● Activity: Copy every line below that has the word "progress" in it.

● Dataset extract:

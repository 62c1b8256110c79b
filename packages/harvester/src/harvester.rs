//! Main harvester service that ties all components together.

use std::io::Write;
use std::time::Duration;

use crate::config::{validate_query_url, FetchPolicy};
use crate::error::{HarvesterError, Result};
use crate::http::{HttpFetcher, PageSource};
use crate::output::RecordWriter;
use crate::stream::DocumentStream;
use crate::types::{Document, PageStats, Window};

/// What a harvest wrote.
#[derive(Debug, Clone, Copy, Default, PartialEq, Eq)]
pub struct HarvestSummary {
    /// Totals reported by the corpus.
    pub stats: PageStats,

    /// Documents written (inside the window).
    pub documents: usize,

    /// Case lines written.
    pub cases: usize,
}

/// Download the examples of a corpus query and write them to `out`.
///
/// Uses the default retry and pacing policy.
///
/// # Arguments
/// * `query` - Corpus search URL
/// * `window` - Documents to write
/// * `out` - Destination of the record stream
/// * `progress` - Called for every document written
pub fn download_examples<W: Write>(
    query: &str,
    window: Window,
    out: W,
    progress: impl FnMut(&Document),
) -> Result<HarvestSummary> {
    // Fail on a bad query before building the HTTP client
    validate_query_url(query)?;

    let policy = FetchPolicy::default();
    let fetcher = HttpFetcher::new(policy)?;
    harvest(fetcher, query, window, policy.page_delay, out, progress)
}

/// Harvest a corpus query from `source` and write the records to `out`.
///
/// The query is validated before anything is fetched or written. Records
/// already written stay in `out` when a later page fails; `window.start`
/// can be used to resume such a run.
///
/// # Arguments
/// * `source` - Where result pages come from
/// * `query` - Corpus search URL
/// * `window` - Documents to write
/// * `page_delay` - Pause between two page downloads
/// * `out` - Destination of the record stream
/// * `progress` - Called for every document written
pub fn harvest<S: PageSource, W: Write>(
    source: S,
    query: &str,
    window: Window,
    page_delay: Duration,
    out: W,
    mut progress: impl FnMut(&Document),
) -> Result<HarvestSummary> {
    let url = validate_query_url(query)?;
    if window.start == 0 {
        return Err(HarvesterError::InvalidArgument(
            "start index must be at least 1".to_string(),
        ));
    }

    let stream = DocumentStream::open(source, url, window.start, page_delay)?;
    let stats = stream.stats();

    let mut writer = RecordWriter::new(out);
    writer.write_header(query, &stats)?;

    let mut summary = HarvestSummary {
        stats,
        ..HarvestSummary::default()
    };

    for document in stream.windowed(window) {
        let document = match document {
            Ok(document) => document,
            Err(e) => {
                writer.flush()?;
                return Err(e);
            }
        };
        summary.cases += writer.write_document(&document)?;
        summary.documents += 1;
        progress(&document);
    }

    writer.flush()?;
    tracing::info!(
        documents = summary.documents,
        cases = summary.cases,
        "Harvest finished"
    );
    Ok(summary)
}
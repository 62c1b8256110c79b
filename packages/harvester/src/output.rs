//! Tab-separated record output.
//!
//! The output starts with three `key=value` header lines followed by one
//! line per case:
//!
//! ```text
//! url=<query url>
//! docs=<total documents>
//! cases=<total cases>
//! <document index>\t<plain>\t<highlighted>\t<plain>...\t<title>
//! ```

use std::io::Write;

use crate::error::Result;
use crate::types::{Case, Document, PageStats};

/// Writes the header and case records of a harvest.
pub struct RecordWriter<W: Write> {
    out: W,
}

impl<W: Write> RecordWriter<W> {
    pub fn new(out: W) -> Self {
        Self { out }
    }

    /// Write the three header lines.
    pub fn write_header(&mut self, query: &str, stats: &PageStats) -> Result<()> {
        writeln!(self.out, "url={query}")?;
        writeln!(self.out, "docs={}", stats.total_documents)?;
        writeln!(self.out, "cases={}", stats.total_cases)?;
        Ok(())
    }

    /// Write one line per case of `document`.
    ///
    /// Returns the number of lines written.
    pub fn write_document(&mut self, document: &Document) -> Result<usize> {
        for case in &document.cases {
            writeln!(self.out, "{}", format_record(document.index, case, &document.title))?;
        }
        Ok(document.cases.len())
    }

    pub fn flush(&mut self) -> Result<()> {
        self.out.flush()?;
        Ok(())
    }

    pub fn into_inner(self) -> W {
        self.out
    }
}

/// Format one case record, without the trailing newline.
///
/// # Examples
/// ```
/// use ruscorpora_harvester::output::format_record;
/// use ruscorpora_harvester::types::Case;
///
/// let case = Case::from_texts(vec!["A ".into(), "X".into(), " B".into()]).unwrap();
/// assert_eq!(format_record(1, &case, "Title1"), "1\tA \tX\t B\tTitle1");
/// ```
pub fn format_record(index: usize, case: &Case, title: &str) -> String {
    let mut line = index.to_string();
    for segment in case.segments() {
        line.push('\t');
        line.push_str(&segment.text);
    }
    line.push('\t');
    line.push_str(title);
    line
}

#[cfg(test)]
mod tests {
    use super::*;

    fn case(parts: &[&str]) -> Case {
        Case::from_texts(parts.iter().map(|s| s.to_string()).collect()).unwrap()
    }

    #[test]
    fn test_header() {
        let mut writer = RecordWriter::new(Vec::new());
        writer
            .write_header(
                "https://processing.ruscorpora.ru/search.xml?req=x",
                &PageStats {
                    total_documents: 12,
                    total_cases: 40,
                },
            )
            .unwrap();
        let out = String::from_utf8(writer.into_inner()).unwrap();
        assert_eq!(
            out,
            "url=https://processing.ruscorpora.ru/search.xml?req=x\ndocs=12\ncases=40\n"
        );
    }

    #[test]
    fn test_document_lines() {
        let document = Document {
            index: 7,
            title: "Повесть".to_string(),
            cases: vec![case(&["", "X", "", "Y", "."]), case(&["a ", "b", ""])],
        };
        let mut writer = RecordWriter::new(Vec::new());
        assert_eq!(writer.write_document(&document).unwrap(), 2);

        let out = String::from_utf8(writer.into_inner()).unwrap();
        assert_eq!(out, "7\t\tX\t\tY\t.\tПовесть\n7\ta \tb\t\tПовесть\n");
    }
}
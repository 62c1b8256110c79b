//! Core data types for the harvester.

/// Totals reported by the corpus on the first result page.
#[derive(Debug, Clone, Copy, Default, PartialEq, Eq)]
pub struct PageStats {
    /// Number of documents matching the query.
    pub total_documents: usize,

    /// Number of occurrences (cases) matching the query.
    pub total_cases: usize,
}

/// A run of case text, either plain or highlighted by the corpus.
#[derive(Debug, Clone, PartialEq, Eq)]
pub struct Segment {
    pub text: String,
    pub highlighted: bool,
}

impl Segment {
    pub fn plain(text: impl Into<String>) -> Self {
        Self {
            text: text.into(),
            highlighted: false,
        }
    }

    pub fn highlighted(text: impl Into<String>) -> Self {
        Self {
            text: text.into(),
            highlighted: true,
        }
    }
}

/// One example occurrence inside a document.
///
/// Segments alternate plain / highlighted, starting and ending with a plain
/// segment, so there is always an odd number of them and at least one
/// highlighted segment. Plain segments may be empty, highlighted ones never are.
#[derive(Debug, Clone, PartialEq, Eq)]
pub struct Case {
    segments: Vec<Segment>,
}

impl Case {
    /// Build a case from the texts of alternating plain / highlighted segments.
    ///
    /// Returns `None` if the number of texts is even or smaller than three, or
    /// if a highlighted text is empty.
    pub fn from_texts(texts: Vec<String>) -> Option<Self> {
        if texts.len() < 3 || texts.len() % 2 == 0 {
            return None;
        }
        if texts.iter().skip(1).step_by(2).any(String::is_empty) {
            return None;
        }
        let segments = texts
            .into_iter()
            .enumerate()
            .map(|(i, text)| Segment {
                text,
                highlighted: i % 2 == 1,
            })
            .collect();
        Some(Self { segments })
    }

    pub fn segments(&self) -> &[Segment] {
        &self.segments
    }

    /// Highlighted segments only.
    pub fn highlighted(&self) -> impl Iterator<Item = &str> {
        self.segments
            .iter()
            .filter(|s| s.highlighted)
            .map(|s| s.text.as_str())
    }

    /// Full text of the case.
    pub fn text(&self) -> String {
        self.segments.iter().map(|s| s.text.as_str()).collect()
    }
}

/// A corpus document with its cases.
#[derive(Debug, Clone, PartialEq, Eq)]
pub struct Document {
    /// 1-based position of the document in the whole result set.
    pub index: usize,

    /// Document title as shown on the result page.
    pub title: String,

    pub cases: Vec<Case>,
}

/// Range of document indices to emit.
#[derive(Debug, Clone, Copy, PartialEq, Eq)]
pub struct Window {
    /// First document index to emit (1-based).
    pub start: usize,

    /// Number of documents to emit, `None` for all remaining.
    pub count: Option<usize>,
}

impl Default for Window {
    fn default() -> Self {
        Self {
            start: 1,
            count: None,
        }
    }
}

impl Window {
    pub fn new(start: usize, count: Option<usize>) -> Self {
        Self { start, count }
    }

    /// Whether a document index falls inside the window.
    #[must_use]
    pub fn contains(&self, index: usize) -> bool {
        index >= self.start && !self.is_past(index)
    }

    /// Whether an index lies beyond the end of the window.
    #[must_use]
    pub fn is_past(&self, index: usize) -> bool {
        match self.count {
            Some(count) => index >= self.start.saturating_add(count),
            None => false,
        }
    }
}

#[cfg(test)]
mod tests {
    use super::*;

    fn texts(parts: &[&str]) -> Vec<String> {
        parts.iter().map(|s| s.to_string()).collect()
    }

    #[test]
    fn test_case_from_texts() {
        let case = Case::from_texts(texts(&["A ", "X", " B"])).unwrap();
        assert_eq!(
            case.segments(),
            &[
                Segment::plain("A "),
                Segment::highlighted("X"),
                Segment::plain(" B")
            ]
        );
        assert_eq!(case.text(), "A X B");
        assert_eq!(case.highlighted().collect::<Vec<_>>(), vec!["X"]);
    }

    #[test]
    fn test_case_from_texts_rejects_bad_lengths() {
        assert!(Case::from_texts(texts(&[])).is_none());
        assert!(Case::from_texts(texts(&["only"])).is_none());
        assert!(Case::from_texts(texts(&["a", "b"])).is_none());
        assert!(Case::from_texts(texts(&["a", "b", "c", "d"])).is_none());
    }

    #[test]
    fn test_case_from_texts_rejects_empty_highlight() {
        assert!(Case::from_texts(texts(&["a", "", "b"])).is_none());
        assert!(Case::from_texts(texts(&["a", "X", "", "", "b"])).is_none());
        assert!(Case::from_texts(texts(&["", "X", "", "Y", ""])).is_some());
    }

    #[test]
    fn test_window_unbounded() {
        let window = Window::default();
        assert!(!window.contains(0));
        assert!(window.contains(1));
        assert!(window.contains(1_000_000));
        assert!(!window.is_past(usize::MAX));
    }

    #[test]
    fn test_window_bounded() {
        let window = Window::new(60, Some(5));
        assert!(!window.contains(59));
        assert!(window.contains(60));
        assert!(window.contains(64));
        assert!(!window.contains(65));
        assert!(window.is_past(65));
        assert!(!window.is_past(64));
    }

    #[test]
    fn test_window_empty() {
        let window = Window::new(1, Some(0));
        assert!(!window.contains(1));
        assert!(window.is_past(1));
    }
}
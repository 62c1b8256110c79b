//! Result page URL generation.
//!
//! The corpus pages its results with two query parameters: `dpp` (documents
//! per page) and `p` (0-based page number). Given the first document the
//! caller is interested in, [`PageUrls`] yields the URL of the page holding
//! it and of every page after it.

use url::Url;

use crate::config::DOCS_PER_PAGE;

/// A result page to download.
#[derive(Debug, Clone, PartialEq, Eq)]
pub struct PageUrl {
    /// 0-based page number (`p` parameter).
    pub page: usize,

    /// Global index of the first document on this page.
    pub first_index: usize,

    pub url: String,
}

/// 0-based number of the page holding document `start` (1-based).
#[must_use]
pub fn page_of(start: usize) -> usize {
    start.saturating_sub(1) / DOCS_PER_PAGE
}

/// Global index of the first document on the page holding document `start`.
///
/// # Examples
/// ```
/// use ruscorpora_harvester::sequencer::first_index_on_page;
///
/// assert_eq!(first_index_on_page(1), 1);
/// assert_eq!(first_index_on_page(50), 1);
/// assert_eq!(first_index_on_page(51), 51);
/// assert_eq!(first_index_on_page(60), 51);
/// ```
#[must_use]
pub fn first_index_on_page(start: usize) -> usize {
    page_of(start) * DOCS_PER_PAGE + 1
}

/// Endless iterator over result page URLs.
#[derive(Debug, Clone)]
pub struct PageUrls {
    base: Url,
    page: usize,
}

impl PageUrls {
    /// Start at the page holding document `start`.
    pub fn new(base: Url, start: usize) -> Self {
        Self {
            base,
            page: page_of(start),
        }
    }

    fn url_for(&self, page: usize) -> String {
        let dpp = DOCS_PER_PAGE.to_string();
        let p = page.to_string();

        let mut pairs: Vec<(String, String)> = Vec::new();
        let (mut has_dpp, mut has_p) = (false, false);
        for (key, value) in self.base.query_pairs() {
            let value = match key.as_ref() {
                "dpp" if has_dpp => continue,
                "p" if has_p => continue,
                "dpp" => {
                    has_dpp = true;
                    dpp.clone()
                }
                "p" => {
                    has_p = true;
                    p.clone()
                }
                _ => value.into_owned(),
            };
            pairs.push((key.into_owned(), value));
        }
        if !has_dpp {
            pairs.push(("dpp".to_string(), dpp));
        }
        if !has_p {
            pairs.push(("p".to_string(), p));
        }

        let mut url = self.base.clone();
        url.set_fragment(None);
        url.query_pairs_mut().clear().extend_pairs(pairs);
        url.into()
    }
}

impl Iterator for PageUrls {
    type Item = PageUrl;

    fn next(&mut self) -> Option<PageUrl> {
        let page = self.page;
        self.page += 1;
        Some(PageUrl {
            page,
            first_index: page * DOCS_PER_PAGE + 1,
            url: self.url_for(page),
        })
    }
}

● Task output:
/// * `progress` - Called for every document written
    progress: impl FnMut(&Document),
    harvest(fetcher, query, window, policy.page_delay, out, progress)
/// * `progress` - Called for every document written
    mut progress: impl FnMut(&Document),
        progress(&document);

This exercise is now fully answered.